Chapitre 4 Pas une seule vente
Sophia cligna des yeux, essayant de fixer sa vision pour voir plus clairement.
Henry. C’était vraiment lui !
Sans s’en rendre compte, ses ongles s’enfoncèrent dans ses paumes.
Comment pouvait-il être ici ?
Dans cette vente aux enchères, même la famille Miller n’avait réussi à obtenir que des places au milieu de la salle. Comment un simple mannequin de bar pouvait-il…
À moins qu’il ne soit réellement l’héritier d’une grande famille, en train de “faire l’expérience de la vie” ?
L’idée venait à peine de naître qu’elle la chassa aussitôt.
S’il avait vraiment ce genre de milieu, pourquoi aurait-il accepté d’être son gigolo pendant deux ans ?
La voix surexcitée du commissaire-priseur résonna de nouveau :
« L’enchérisseur numéro 1 propose trente millions de dollars ! Y a-t-il plus haut ? »
Toute la salle se figea.
Tandis que Sophia fixait la silhouette d’Henry, perdue dans ses pensées, une autre silhouette s’approcha à vive allure et s’assit sur le siège resté vide à côté de lui.
Le nouveau venu croisa immédiatement les jambes, des gestes désinvoltes, dégageant cette aura typique de fils à papa pourri gâté, de ces jeunes héritiers blindés qui n’ont peur de rien, protégés par la fortune familiale.
En voyant Henry échanger quelques mots avec ce playboy, les doutes de Sophia s’effondrèrent aussitôt.
Il n’y avait pas de mystérieux héritier de famille richissime qui travaillait comme mannequin. Henry avait dû trouver un nouveau boulot, sans doute comme garde du corps.
Elle voyait le playboy se pencher vers Henry, lui dire quelque chose tout en posant nonchalamment sa main sur le dossier de sa chaise. Le geste paraissait intime, tout en ayant quelque chose d’autoritaire.
La scène lui était bien trop familière. Elle en avait vu passer, des jeunes maîtres fortunés avec leurs gardes du corps personnels.
Sophia fronça inconsciemment les sourcils.
Donc elle avait vu juste, au fond. L’autre jour, quand elle lui avait proposé la carte noire, Henry l’avait jetée directement à la poubelle. Sur le moment, elle avait trouvé que ça révélait du caractère.

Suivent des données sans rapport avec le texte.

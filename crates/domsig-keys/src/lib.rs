#![forbid(unsafe_code)]

//! Key management for the domsig XML Signature engine.
//!
//! Loads RSA, DSA and EC keys from PEM or DER (PKCS#8, PKCS#1, SPKI) and raw
//! HMAC secrets, keeps them in a `KeysManager` for lookup by name or
//! algorithm, and converts public keys to and from `<KeyValue>` XML.

pub mod key;
pub mod keyvalue;
pub mod loader;
pub mod manager;

pub use key::{Key, KeyData, KeyUsage};
pub use manager::KeysManager;
#![forbid(unsafe_code)]

//! Enveloped signature transform.
//!
//! Removes the `<Signature>` element that holds the transform, together
//! with its descendants, from the node-set.

use crate::data::{node_at, TransformData};
use crate::TransformEnv;
use domsig_core::Error;

pub fn remove_signature(input: TransformData, env: &TransformEnv<'_>) -> Result<TransformData, Error> {
    let xml = match &input {
        TransformData::Octets(_) => {
            return Err(Error::Other(
                "enveloped-signature transform requires XML input".into(),
            ))
        }
        TransformData::NodeSet { xml, .. } | TransformData::Subtree { xml, .. } => xml.clone(),
    };

    let signature = match env.signature {
        Some(index) if env.is_signature_document(&xml) => index,
        _ => {
            tracing::debug!("enveloped transform on a foreign document, passing through");
            return Ok(input);
        }
    };

    let doc = domsig_xml::parse(&xml)?;
    let mut nodes = input.to_node_set(&doc)?;
    nodes.remove_subtree(node_at(&doc, signature)?);
    Ok(TransformData::NodeSet { xml, nodes })
}

#[cfg(test)]
mod tests {
    use super::*;
    use std::sync::Arc;

    const XML: &str = r#"<doc><item>a</item><ds:Signature xmlns:ds="http://www.w3.org/2000/09/xmldsig#"><ds:SignedInfo/></ds:Signature></doc>"#;

    #[test]
    fn test_signature_subtree_removed() {
        let xml: Arc<str> = Arc::from(XML);
        let doc = domsig_xml::parse(&xml).unwrap();
        let sig = doc
            .descendants()
            .find(|n| n.has_tag_name((domsig_core::ns::DSIG, "Signature")))
            .unwrap();
        let mut env = TransformEnv::for_document(Arc::clone(&xml));
        env.signature = Some(sig.id().get_usize());

        let out = remove_signature(TransformData::document(Arc::clone(&xml)), &env).unwrap();
        assert_eq!(out.into_octets().unwrap(), b"<doc><item>a</item></doc>");
    }

    #[test]
    fn test_other_documents_pass_through() {
        let env = TransformEnv::for_document(Arc::from(XML));
        let foreign = TransformData::document(XML);
        let out = remove_signature(foreign, &env).unwrap();
        assert!(matches!(out, TransformData::Subtree { root: 0, .. }));

        assert!(remove_signature(TransformData::Octets(b"x".to_vec()), &env).is_err());
    }
}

Mais à présent, on voyait bien qu’après l’avoir quittée, Henry avait perdu ses revenus stables et s’était résolu à devenir garde du corps.
Rien que d’y penser, le cœur de Sophia se serra.
Elle savait que ce milieu n’avait rien de facile, surtout en suivant partout un morveux de riche au tempérament explosif comme celui-là. Qui savait tout ce qu’il allait devoir encaisser ?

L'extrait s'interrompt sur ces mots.